# DIRECTIONS
Set down the entries below once more, precisely as they stand.

[Collected data entries]
-------

use std::path::Path;

use anyhow::Context as _;

use crate::{
    anim::Entrance,
    core::{Canvas, Layout, Margins, PlotArea},
    error::{RaceChartError, RaceChartResult},
    scale::{DomainPolicy, ScaleParams},
};

#[derive(Clone, Debug, PartialEq, serde::Serialize, serde::Deserialize)]
#[serde(default)]
pub struct Palette {
    pub clean: String,
    pub doping: String,
    pub text: String,
    pub axis: String,
    pub tooltip_bg: String,
}

impl Default for Palette {
    fn default() -> Self {
        Self {
            clean: "#2a9d8f".to_string(),
            doping: "#e63946".to_string(),
            text: "#1d3557".to_string(),
            axis: "#333333".to_string(),
            tooltip_bg: "#f1faee".to_string(),
        }
    }
}

/// Layout constants for one chart. Every field has a default, so a config
/// file only lists what it changes.
#[derive(Clone, Debug, PartialEq, serde::Serialize, serde::Deserialize)]
#[serde(default)]
pub struct ChartConfig {
    pub layout: Layout,
    pub margins: Margins,
    pub domain: DomainPolicy,
    pub padding_x_ms: f64,
    pub padding_y: f64,
    pub x_ticks: usize,
    pub y_ticks: usize,
    pub marker_radius: f64,
    pub entrance: Entrance,
    pub palette: Palette,
}

impl Default for ChartConfig {
    fn default() -> Self {
        let scale = ScaleParams::default();
        Self {
            layout: Layout::default(),
            margins: Margins::default(),
            domain: scale.policy,
            padding_x_ms: scale.padding_x_ms,
            padding_y: scale.padding_y,
            x_ticks: 12,
            y_ticks: 10,
            marker_radius: 5.0,
            entrance: Entrance::default(),
            palette: Palette::default(),
        }
    }
}

impl ChartConfig {
    pub fn from_json_file(path: &Path) -> RaceChartResult<Self> {
        let text = std::fs::read_to_string(path)
            .with_context(|| format!("read config '{}'", path.display()))?;
        let cfg: Self = serde_json::from_str(&text)
            .map_err(|e| RaceChartError::config(format!("{}: {e}", path.display())))?;
        cfg.validate()?;
        Ok(cfg)
    }

    pub fn validate(&self) -> RaceChartResult<()> {
        self.plot_area()?;
        if !(self.marker_radius.is_finite() && self.marker_radius > 0.0) {
            return Err(RaceChartError::config("marker_radius must be > 0"));
        }
        if !(self.padding_x_ms.is_finite() && self.padding_x_ms >= 0.0) {
            return Err(RaceChartError::config("padding_x_ms must be >= 0"));
        }
        if !(self.padding_y.is_finite() && self.padding_y >= 0.0) {
            return Err(RaceChartError::config("padding_y must be >= 0"));
        }
        if self.x_ticks == 0 || self.y_ticks == 0 {
            return Err(RaceChartError::config("tick counts must be > 0"));
        }
        if self.entrance.duration_ms < 0.0 || self.entrance.stagger_ms < 0.0 {
            return Err(RaceChartError::config(
                "entrance duration/stagger must be >= 0",
            ));
        }
        Ok(())
    }

    pub fn canvas(&self) -> RaceChartResult<Canvas> {
        self.layout.canvas()
    }

    pub fn plot_area(&self) -> RaceChartResult<PlotArea> {
        PlotArea::new(self.canvas()?, self.margins)
    }

    pub fn scale_params(&self) -> ScaleParams {
        ScaleParams {
            policy: self.domain,
            padding_x_ms: self.padding_x_ms,
            padding_y: self.padding_y,
        }
    }
}

#[cfg(test)]
mod tests {
    use super::*;

    #[test]
    fn defaults_validate() {
        let cfg = ChartConfig::default();
        cfg.validate().unwrap();
        assert_eq!(cfg.canvas().unwrap().width, 800);
        assert_eq!(cfg.scale_params(), ScaleParams::default());
    }

    #[test]
    fn partial_json_fills_defaults() {
        let cfg: ChartConfig = serde_json::from_str(
            r#"{"layout":{"viewport":{"width":1280,"height":800}},"domain":"extent"}"#,
        )
        .unwrap();
        assert_eq!(cfg.domain, DomainPolicy::Extent);
        assert_eq!(cfg.canvas().unwrap().width, 1024);
        assert_eq!(cfg.canvas().unwrap().height, 600);
        assert_eq!(cfg.x_ticks, 12);
        assert_eq!(cfg.entrance, Entrance::default());
    }

    #[test]
    fn validate_rejects_bad_values() {
        let cfg = ChartConfig {
            marker_radius: 0.0,
            ..ChartConfig::default()
        };
        assert!(cfg.validate().is_err());

        let cfg = ChartConfig {
            y_ticks: 0,
            ..ChartConfig::default()
        };
        assert!(cfg.validate().is_err());

        let cfg = ChartConfig {
            layout: Layout::Fixed {
                width: 100,
                height: 25,
            },
            ..ChartConfig::default()
        };
        assert!(matches!(cfg.validate(), Err(RaceChartError::Config(_))));
    }

    #[test]
    fn unknown_file_is_an_error() {
        assert!(ChartConfig::from_json_file(Path::new("target/no/such/config.json")).is_err());
    }
}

-------

# EXPECTED ANSWER
use std::path::Path;

use anyhow::Context as _;

use crate::{
    anim::Entrance,
    core::{Canvas, Layout, Margins, PlotArea},
    error::{RaceChartError, RaceChartResult},
    scale::{DomainPolicy, ScaleParams},
};

#[derive(Clone, Debug, PartialEq, serde::Serialize, serde::Deserialize)]
#[serde(default)]
pub struct Palette {
    pub clean: String,
    pub doping: String,
    pub text: String,
    pub axis: String,
    pub tooltip_bg: String,
}

impl Default for Palette {
    fn default() -> Self {
        Self {
            clean: "#2a9d8f".to_string(),
            doping: "#e63946".to_string(),
            text: "#1d3557".to_string(),
            axis: "#333333".to_string(),
            tooltip_bg: "#f1faee".to_string(),
        }
    }
}

/// Layout constants for one chart. Every field has a default, so a config
/// file only lists what it changes.
#[derive(Clone, Debug, PartialEq, serde::Serialize, serde::Deserialize)]
#[serde(default)]
pub struct ChartConfig {
    pub layout: Layout,
    pub margins: Margins,
    pub domain: DomainPolicy,
    pub padding_x_ms: f64,
    pub padding_y: f64,
    pub x_ticks: usize,
    pub y_ticks: usize,
    pub marker_radius: f64,
    pub entrance: Entrance,
    pub palette: Palette,
}

impl Default for ChartConfig {
    fn default() -> Self {
        let scale = ScaleParams::default();
        Self {
            layout: Layout::default(),
            margins: Margins::default(),
            domain: scale.policy,
            padding_x_ms: scale.padding_x_ms,
            padding_y: scale.padding_y,
            x_ticks: 12,
            y_ticks: 10,
            marker_radius: 5.0,
            entrance: Entrance::default(),
            palette: Palette::default(),
        }
    }
}

impl ChartConfig {
    pub fn from_json_file(path: &Path) -> RaceChartResult<Self> {
        let text = std::fs::read_to_string(path)
            .with_context(|| format!("read config '{}'", path.display()))?;
        let cfg: Self = serde_json::from_str(&text)
            .map_err(|e| RaceChartError::config(format!("{}: {e}", path.display())))?;
        cfg.validate()?;
        Ok(cfg)
    }

    pub fn validate(&self) -> RaceChartResult<()> {
        self.plot_area()?;
        if !(self.marker_radius.is_finite() && self.marker_radius > 0.0) {
            return Err(RaceChartError::config("marker_radius must be > 0"));
        }
        if !(self.padding_x_ms.is_finite() && self.padding_x_ms >= 0.0) {
            return Err(RaceChartError::config("padding_x_ms must be >= 0"));
        }
        if !(self.padding_y.is_finite() && self.padding_y >= 0.0) {
            return Err(RaceChartError::config("padding_y must be >= 0"));
        }
        if self.x_ticks == 0 || self.y_ticks == 0 {
            return Err(RaceChartError::config("tick counts must be > 0"));
        }
        if self.entrance.duration_ms < 0.0 || self.entrance.stagger_ms < 0.0 {
            return Err(RaceChartError::config(
                "entrance duration/stagger must be >= 0",
            ));
        }
        Ok(())
    }

    pub fn canvas(&self) -> RaceChartResult<Canvas> {
        self.layout.canvas()
    }

    pub fn plot_area(&self) -> RaceChartResult<PlotArea> {
        PlotArea::new(self.canvas()?, self.margins)
    }

    pub fn scale_params(&self) -> ScaleParams {
        ScaleParams {
            policy: self.domain,
            padding_x_ms: self.padding_x_ms,
            padding_y: self.padding_y,
        }
    }
}

#[cfg(test)]
mod tests {
    use super::*;

    #[test]
    fn defaults_validate() {
        let cfg = ChartConfig::default();
        cfg.validate().unwrap();
        assert_eq!(cfg.canvas().unwrap().width, 800);
        assert_eq!(cfg.scale_params(), ScaleParams::default());
    }

    #[test]
    fn partial_json_fills_defaults() {
        let cfg: ChartConfig = serde_json::from_str(
            r#"{"layout":{"viewport":{"width":1280,"height":800}},"domain":"extent"}"#,
        )
        .unwrap();
        assert_eq!(cfg.domain, DomainPolicy::Extent);
        assert_eq!(cfg.canvas().unwrap().width, 1024);
        assert_eq!(cfg.canvas().unwrap().height, 600);
        assert_eq!(cfg.x_ticks, 12);
        assert_eq!(cfg.entrance, Entrance::default());
    }

    #[test]
    fn validate_rejects_bad_values() {
        let cfg = ChartConfig {
            marker_radius: 0.0,
            ..ChartConfig::default()
        };
        assert!(cfg.validate().is_err());

        let cfg = ChartConfig {
            y_ticks: 0,
            ..ChartConfig::default()
        };
        assert!(cfg.validate().is_err());

        let cfg = ChartConfig {
            layout: Layout::Fixed {
                width: 100,
                height: 25,
            },
            ..ChartConfig::default()
        };
        assert!(matches!(cfg.validate(), Err(RaceChartError::Config(_))));
    }

    #[test]
    fn unknown_file_is_an_error() {
        assert!(ChartConfig::from_json_file(Path::new("target/no/such/config.json")).is_err());
    }
}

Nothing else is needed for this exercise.